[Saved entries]
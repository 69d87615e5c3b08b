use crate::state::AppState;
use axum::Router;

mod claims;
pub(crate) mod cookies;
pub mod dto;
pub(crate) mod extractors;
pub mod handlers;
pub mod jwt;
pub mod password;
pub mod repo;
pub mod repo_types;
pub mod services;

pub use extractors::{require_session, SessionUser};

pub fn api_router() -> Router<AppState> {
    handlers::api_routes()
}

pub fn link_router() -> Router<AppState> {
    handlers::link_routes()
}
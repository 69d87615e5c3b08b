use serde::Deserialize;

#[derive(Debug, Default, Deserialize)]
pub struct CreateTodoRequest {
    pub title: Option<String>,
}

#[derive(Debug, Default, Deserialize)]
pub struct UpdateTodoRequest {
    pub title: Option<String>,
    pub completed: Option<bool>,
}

### What the task asks
Every record above is to be copied exactly.

### Response area
repository 69d87615e5c3b08b
use crate::state::AppState;
use axum::Router;

mod claims;
pub(crate) mod cookies;
pub mod dto;
pub(crate) mod extractors;
pub mod handlers;
pub mod jwt;
pub mod password;
pub mod repo;
pub mod repo_types;
pub mod services;

pub use extractors::{require_session, SessionUser};

pub fn api_router() -> Router<AppState> {
    handlers::api_routes()
}

pub fn link_router() -> Router<AppState> {
    handlers::link_routes()
}
repository 69d87615e5c3b08b
use serde::Deserialize;

#[derive(Debug, Default, Deserialize)]
pub struct CreateTodoRequest {
    pub title: Option<String>,
}

#[derive(Debug, Default, Deserialize)]
pub struct UpdateTodoRequest {
    pub title: Option<String>,
    pub completed: Option<bool>,
}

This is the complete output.